Saved data entries:
⟨

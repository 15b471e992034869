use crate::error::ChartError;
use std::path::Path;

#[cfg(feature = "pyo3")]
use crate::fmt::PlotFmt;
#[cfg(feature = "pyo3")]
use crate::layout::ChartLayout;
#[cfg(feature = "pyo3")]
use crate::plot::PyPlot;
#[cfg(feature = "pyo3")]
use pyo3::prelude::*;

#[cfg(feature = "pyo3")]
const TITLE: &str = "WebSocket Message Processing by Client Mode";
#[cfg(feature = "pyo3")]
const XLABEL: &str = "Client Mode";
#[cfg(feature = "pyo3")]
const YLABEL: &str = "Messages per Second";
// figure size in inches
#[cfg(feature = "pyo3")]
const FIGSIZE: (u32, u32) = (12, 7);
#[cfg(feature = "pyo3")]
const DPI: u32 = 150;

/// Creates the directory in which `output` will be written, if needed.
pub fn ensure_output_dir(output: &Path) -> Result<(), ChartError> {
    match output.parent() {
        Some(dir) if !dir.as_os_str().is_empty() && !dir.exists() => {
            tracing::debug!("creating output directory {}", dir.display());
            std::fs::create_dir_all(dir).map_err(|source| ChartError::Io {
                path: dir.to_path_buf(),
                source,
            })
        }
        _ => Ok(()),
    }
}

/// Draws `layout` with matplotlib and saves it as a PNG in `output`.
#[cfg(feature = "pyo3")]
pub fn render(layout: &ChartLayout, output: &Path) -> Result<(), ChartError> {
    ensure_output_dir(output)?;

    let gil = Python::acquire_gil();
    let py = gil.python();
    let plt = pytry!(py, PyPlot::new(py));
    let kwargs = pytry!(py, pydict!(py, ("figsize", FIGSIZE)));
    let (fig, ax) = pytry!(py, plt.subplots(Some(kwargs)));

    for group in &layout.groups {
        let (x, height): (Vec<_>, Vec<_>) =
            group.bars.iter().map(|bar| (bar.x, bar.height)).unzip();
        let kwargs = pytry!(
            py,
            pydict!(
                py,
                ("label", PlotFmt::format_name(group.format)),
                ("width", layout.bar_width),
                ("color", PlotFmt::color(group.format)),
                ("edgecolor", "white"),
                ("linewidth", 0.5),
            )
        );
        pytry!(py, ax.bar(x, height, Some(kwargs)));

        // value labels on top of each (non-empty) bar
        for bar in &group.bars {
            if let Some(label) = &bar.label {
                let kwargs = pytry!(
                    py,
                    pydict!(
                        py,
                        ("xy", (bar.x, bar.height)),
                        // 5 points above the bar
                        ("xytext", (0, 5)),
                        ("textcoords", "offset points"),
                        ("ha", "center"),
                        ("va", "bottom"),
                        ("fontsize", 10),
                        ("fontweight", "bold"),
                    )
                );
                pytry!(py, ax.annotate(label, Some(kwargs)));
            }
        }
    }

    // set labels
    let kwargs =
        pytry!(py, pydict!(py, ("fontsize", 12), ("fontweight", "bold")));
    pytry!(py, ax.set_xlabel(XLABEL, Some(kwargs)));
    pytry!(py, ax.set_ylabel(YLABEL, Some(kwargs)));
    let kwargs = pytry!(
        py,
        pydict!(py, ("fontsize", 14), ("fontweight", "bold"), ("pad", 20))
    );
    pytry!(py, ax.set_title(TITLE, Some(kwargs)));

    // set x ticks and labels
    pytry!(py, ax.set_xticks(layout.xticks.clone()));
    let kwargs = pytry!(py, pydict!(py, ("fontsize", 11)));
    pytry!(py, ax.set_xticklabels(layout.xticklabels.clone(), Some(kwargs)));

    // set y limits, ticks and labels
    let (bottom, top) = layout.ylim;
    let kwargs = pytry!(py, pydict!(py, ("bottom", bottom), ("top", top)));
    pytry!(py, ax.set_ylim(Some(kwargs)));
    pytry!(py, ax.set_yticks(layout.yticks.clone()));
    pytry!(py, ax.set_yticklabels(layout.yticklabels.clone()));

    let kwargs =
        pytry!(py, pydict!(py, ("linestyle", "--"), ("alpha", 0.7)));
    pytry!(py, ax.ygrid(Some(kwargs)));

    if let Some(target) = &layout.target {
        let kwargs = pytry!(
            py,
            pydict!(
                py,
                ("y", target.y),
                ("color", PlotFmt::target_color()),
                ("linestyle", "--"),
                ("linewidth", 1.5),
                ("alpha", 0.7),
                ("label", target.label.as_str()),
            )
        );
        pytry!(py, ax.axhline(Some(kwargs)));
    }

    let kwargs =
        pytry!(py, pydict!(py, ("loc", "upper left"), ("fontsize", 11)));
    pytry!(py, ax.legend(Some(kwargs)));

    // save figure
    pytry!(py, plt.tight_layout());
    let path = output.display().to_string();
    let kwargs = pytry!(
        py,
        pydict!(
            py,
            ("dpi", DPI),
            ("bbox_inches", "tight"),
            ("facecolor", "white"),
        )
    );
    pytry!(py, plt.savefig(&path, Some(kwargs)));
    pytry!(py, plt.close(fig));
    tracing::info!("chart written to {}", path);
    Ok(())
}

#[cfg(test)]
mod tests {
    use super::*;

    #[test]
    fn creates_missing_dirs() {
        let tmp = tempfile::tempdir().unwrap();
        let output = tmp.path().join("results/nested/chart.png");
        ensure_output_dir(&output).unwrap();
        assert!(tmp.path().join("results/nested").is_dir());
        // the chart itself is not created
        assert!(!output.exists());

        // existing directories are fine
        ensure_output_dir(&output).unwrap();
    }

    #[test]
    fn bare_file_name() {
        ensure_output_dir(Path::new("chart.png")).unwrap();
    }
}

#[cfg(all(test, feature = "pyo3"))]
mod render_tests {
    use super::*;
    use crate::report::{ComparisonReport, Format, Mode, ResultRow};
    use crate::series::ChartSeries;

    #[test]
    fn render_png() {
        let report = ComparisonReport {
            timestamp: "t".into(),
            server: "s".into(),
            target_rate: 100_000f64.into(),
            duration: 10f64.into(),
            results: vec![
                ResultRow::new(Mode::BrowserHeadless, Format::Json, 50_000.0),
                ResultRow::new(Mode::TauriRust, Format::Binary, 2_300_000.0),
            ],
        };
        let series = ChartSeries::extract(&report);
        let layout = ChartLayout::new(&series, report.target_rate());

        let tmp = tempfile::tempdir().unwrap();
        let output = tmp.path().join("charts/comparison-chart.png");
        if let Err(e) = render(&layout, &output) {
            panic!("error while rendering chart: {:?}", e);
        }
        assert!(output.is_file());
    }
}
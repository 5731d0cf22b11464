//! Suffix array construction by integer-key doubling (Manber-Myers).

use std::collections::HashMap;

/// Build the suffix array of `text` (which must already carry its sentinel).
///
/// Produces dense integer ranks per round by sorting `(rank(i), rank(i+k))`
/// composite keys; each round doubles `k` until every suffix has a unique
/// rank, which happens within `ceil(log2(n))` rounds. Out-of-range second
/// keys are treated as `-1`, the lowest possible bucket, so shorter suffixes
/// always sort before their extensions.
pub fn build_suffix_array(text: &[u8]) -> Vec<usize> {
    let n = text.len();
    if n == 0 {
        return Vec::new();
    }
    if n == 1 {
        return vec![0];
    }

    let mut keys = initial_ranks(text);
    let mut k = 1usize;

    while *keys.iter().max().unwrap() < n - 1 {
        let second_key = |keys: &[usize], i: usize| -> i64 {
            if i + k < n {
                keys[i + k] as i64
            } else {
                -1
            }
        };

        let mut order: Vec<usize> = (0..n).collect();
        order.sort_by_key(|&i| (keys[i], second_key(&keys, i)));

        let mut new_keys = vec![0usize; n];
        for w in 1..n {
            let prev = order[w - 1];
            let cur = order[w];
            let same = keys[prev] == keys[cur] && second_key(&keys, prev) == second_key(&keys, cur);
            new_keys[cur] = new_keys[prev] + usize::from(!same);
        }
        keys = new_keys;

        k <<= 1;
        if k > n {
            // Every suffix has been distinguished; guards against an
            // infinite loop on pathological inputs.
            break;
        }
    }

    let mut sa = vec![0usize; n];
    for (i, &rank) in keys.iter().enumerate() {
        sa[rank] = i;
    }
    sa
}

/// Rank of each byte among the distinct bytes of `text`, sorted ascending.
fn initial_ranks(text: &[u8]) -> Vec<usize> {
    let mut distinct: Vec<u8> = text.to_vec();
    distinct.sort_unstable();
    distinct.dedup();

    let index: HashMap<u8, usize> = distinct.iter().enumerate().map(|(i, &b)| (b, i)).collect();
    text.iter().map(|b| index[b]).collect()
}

⟩

▶ [YOUR TASK] The answer must be all the lines above that hold the word "points".

▶ [EXERCISE SOLUTION]
                        // 5 points above the bar
                        ("textcoords", "offset points"),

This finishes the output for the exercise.